Sky, the BBC and ITV will announce a joint exit poll as polls close at 10pm.

ITV's epic Election 2010 coverage will run throughout the night (9.55pm until 6am on 7 May), and will be hosted by Alastair Stewart and Julie Etchingham. The coverage will also feature Conservative Party MP Ann Widdecombe, who is standing down, the former home secretary John Reid for Labour and former Lib Dem leader Paddy Ashdown. Mary Nightingale will host the ITV Election Night Party overlooking Westminster.

Election night coverage on BBC One will be hosted by David Dimbleby, with Jeremy Paxman questioning the politicians and Nick Robinson giving his analysis. Andrew Neil will hold live interviews with politicans, and Fiona Bruce will be bringing news updates. Jeremy Vine and Emily Maitlis will be taking a closer look at the seat-by-seat detail of how Britain is voting, and will also be joined by YouGov president, Peter Kellner. (9.55pm). The BBC will also be projecting the number of seats won by the main parties on to St Stephen's Tower, which houses Big Ben.

Sky News's election night programme Decision Time will be hosted by political editor Adam Boulton at the Sky News Centre, with presenters Kay Burley, Jeremy Thompson and Anna Botting fronting the coverage from locations across the UK and tracking the party leaders (9pm). Eamonn Holmes and Dermot Murnaghan take over as the counts finish.

Radio 4's Election Night 2010 will be hosted by James Naughtie and Carolyn Quinn (10pm).

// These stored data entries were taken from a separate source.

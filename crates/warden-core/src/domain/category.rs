//! Category - ハンドルの種類
//!
//! スケジューラが提供する 4 種類のコールバックを区別します。
//! - **Delayed**: 一定時間後に 1 回だけ実行
//! - **Repeating**: キャンセルされるまで一定間隔で実行
//! - **Deferred**: 現在の処理が終わった直後に 1 回だけ実行
//! - **FrameSync**: 次のフレームで 1 回だけ実行

use serde::{Deserialize, Serialize};
use std::fmt;

/// Category はハンドルの種類
///
/// ハンドルリストはこの単位で分かれています。
#[derive(Debug, Clone, Copy, PartialEq, Eq, Hash, PartialOrd, Ord, Serialize, Deserialize)]
#[serde(rename_all = "snake_case")]
pub enum Category {
    Delayed,
    Repeating,
    Deferred,
    FrameSync,
}

impl Category {
    /// 全カテゴリ（release_all の走査順）
    pub const ALL: [Category; 4] = [
        Category::Delayed,
        Category::Repeating,
        Category::Deferred,
        Category::FrameSync,
    ];

    /// 1 回実行したら終わるカテゴリかどうか
    ///
    /// one-shot のハンドルは発火直前にリストから自分を取り除きます。
    pub fn is_one_shot(self) -> bool {
        !matches!(self, Category::Repeating)
    }

    pub fn as_str(self) -> &'static str {
        match self {
            Category::Delayed => "delayed",
            Category::Repeating => "repeating",
            Category::Deferred => "deferred",
            Category::FrameSync => "frame_sync",
        }
    }
}

impl fmt::Display for Category {
    fn fmt(&self, f: &mut fmt::Formatter<'_>) -> fmt::Result {
        f.write_str(self.as_str())
    }
}

#[cfg(test)]
mod tests {
    use super::*;
    use rstest::rstest;

    #[rstest]
    #[case::delayed(Category::Delayed, true)]
    #[case::repeating(Category::Repeating, false)]
    #[case::deferred(Category::Deferred, true)]
    #[case::frame_sync(Category::FrameSync, true)]
    fn one_shot_classification(#[case] category: Category, #[case] expected: bool) {
        assert_eq!(category.is_one_shot(), expected);
    }

    #[test]
    fn display_matches_serde_name() {
        for category in Category::ALL {
            let json = serde_json::to_string(&category).unwrap();
            assert_eq!(json, format!("\"{category}\""));
        }
    }
}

If you think everyone else is just taking the whole thing too seriously, don't miss Channel 4's Alternative Election Night with David Mitchell, Jimmy Carr and Lauren Laverne (9pm) for a satirical take on proceedings.

Away from the campaign

Tony Blair will be celebrating his 57th birthday today. Earlier this week he rejected calls for Labour supporters to vote tactically and said that people should back the party they believe in.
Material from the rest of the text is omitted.